Vor ein paar Wochen traf der Bauausschuss des Ortsgemeinderats zur Besichtigung des `Spielplatzes am Äppelgraben´ zusammen, da etwa 4000 € im Haushalt für die Spielplätze Odernheims zur Verfügung stehen. In den letzten Jahren hat vor allem die Naturschutzbund-Kindergruppe (NABU) den Platz mit Leben gefüllt. Die Kinder, die seinerzeit mithilfe vieler ehrenamtlich engagierter Eltern u. a. ein Weidentipi (siehe rechts auf dem Foto) errichteten, sind inzwischen dem Spielplatzalter entwachsen und auch das Tipi ist in die Höhe geschossen. Es braucht Pflege. Das naturnahe Areal, das sich zwischen Maxdorf und Müggelheimer Str. wie ein Handtuch an den Hang schmiegt, bietet immerhin eine Seilbahn und zwei Schaukeln unterschiedlicher Art. Ein Kletterturm, der nicht mehr sicher war, wurde schon vor Jahren abgebaut und nicht mehr erneuert. Die eigentliche Attraktion ist jedoch der Heimelbach, der dort zurzeit munter Richtung Glan plätschert.

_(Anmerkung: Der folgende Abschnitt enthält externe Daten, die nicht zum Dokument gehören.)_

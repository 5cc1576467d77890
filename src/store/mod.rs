//! Resource store: loads and validates canonical resource definitions.
//!
//! Source tree layout:
//!
//! ```text
//! <source>/commands/<name>.md
//! <source>/agents/<name>.md
//! <source>/skills/<name>/SKILL.md
//! ```
//!
//! A file that fails validation is rejected on its own; the rest of the
//! library still loads.
pub mod frontmatter;

use serde::Serialize;
use std::collections::BTreeMap;
use std::path::{Path, PathBuf};

use crate::config::Namespace;
use crate::error::{ConfigError, KittError, ValidationError};
use crate::matrix::Kind;

pub use frontmatter::Metadata;

/// Entry file inside a skill directory.
pub const SKILL_FILE: &str = "SKILL.md";

const MAX_NAME_LEN: usize = 64;

/// A named unit of assistant behavior.
#[derive(Debug, Clone, PartialEq)]
pub struct Resource {
    /// Command, agent or skill.
    pub kind: Kind,
    /// Namespaced name, unique within its kind.
    pub name: String,
    /// Declared attributes.
    pub metadata: Metadata,
    /// Prompt text, passed through unmodified by every converter.
    pub body: String,
    /// Canonical location: the markdown file, or the directory for skills.
    pub source: PathBuf,
}

/// A source file (or whole kind directory) that failed validation.
///
/// The installer keeps whatever a rejected resource installed earlier, so a
/// broken edit never uninstalls a working artifact.
#[derive(Debug, Clone, PartialEq, Eq, Serialize)]
pub struct Rejected {
    /// Offending file.
    pub path: PathBuf,
    /// Validation message.
    pub reason: String,
    /// Kind implied by the source directory.
    #[serde(skip_serializing_if = "Option::is_none")]
    pub kind: Option<Kind>,
    /// Name the resource would have had.  `None` when the whole kind
    /// directory could not be listed.
    #[serde(skip_serializing_if = "Option::is_none")]
    pub name: Option<String>,
}

/// Result of one [`ResourceStore::load_all`] call.
#[derive(Debug, Default)]
pub struct StoreSnapshot {
    /// Valid resources, sorted by `(kind, name)`.
    pub resources: Vec<Resource>,
    /// Rejected files, sorted by path.
    pub rejected: Vec<Rejected>,
}

/// Reads the canonical resource tree.
#[derive(Debug)]
pub struct ResourceStore {
    root: PathBuf,
    namespace: Namespace,
}

impl ResourceStore {
    /// Create a store over the tree at `root`.
    #[must_use]
    pub fn new(root: impl Into<PathBuf>, namespace: Namespace) -> Self {
        Self {
            root: root.into(),
            namespace,
        }
    }

    /// Root of the source tree.
    #[must_use]
    pub fn root(&self) -> &Path {
        &self.root
    }

    /// Load every resource in the tree.
    ///
    /// Pure read: repeated calls over an unchanged tree return equal
    /// snapshots regardless of directory iteration order.
    ///
    /// # Errors
    ///
    /// Returns [`ConfigError::MissingSource`] if the root is not a directory.
    /// Per-file problems are reported in [`StoreSnapshot::rejected`].
    /// Sources in the snapshot are absolute: the root is canonicalized first,
    /// so a relative root still yields links that resolve from any directory.
    pub fn load_all(&self) -> Result<StoreSnapshot, KittError> {
        let missing = || ConfigError::MissingSource(self.root.display().to_string());
        let root = dunce::canonicalize(&self.root).map_err(|_| missing())?;
        if !root.is_dir() {
            return Err(missing().into());
        }
        let store = Self {
            root,
            namespace: self.namespace.clone(),
        };
        Ok(store.scan())
    }

    fn scan(&self) -> StoreSnapshot {
        let mut snapshot = StoreSnapshot::default();
        let mut seen: BTreeMap<(Kind, String), PathBuf> = BTreeMap::new();

        for kind in Kind::ALL {
            let candidates = match self.candidates(kind) {
                Ok(c) => c,
                Err(e) => {
                    snapshot.rejected.push(Rejected {
                        path: self.root.join(kind.dir_name()),
                        reason: e.to_string(),
                        kind: Some(kind),
                        name: None,
                    });
                    continue;
                }
            };

            for (source, file) in candidates {
                let result = self.load_one(kind, &source, &file).and_then(|resource| {
                    let key = (kind, resource.name.clone());
                    if let Some(first) = seen.get(&key) {
                        return Err(ValidationError::Duplicate {
                            path: self.display(&file),
                            kind: kind.to_string(),
                            name: resource.name,
                            first: self.display(first),
                        });
                    }
                    seen.insert(key, file.clone());
                    Ok(resource)
                });
                match result {
                    Ok(resource) => snapshot.resources.push(resource),
                    Err(e) => {
                        let name = match &e {
                            ValidationError::Duplicate { name, .. } => name.clone(),
                            _ => default_name(kind, &source),
                        };
                        snapshot.rejected.push(Rejected {
                            path: file,
                            reason: e.to_string(),
                            kind: Some(kind),
                            name: Some(name),
                        });
                    }
                }
            }
        }

        snapshot
            .resources
            .sort_by(|a, b| (a.kind, &a.name).cmp(&(b.kind, &b.name)));
        snapshot.rejected.sort_by(|a, b| a.path.cmp(&b.path));
        snapshot
    }

    /// List `(source, file)` pairs for `kind`, sorted by file path so the
    /// first of two colliding definitions is always the same one.
    fn candidates(&self, kind: Kind) -> Result<Vec<(PathBuf, PathBuf)>, ValidationError> {
        let dir = self.root.join(kind.dir_name());
        if !dir.is_dir() {
            return Ok(Vec::new());
        }
        let entries = std::fs::read_dir(&dir).map_err(|source| ValidationError::Io {
            path: self.display(&dir),
            source,
        })?;

        let mut found = Vec::new();
        for entry in entries.flatten() {
            let path = entry.path();
            let file_name = entry.file_name();
            let Some(file_name) = file_name.to_str() else {
                continue;
            };
            if file_name.starts_with('.') {
                continue;
            }
            match kind {
                Kind::Skill => {
                    let skill_file = path.join(SKILL_FILE);
                    if path.is_dir() && skill_file.is_file() {
                        found.push((path, skill_file));
                    }
                }
                Kind::Agent | Kind::Command => {
                    if file_name.ends_with(".md") && path.is_file() {
                        found.push((path.clone(), path));
                    }
                }
            }
        }
        found.sort_by(|a, b| a.1.cmp(&b.1));
        Ok(found)
    }

    fn load_one(&self, kind: Kind, source: &Path, file: &Path) -> Result<Resource, ValidationError> {
        let path = self.display(file);
        let content = std::fs::read_to_string(file).map_err(|source| ValidationError::Io {
            path: path.clone(),
            source,
        })?;
        let (header, body) =
            frontmatter::split(&content).map_err(|message| ValidationError::Malformed {
                path: path.clone(),
                message,
            })?;
        let parsed = frontmatter::parse(header, &path)?;

        if let Some(declared) = parsed.kind.as_deref() {
            let declared_kind =
                declared
                    .parse::<Kind>()
                    .map_err(|_| ValidationError::UnknownKind {
                        path: path.clone(),
                        kind: declared.to_string(),
                    })?;
            if declared_kind != kind {
                return Err(ValidationError::KindMismatch {
                    path,
                    declared: declared.to_string(),
                    expected: kind.to_string(),
                });
            }
        }

        let name = match parsed.name {
            Some(name) => name,
            None => default_name(kind, source),
        };
        if !self.namespace.owns(&name) {
            return Err(ValidationError::MissingPrefix {
                path,
                name,
                prefix: self.namespace.prefix().to_string(),
            });
        }
        if !validate_name(&name) {
            return Err(ValidationError::InvalidName { path, name });
        }

        Ok(Resource {
            kind,
            name,
            metadata: parsed.metadata,
            body: body.to_string(),
            source: source.to_path_buf(),
        })
    }

    fn display(&self, path: &Path) -> String {
        path.strip_prefix(&self.root)
            .unwrap_or(path)
            .display()
            .to_string()
    }
}

/// File stem for commands and agents, directory name for skills.
fn default_name(kind: Kind, source: &Path) -> String {
    let part = match kind {
        Kind::Skill => source.file_name(),
        Kind::Agent | Kind::Command => source.file_stem(),
    };
    part.map(|s| s.to_string_lossy().into_owned())
        .unwrap_or_default()
}

/// Whether `name` is usable as an artifact file name on every host:
/// lowercase ASCII, digits and single hyphens, 1-64 chars.
#[must_use]
pub fn validate_name(name: &str) -> bool {
    !name.is_empty()
        && name.len() <= MAX_NAME_LEN
        && name
            .chars()
            .all(|c| c.is_ascii_lowercase() || c.is_ascii_digit() || c == '-')
        && !name.starts_with('-')
        && !name.ends_with('-')
        && !name.contains("--")
}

Kinder lieben es am Wasser zu spielen, kleine Staudämme mit Steinen zu errichten und mit Händen und Füßen in einem Bach zu plantschen.  In solchen Momenten sind sie mit sich und der Welt im Einklang. Was diese Attraktion angeht, ist der Äppelgraben-Spielplatz gegenüber den zwei anderen Spielplätzen konkurrenzlos. Einziges Manko: Das Gelände zum Bach fällt zum Teil sehr steil ab. Unverständlich in dem Zusammenhang ist das Entfernen von etlichen Bäumen (Erlen), die dort mit ihrem Wurzelwerk für Uferbefestigung sorgten. Jedenfalls muss überlegt werden, ob man die Risikoeinschätzung den spielenden Kindern überlässt oder aufwändig eine Absperrung installiert, die ja dann hoffentlich nicht den Zugang zum Bach verhindert.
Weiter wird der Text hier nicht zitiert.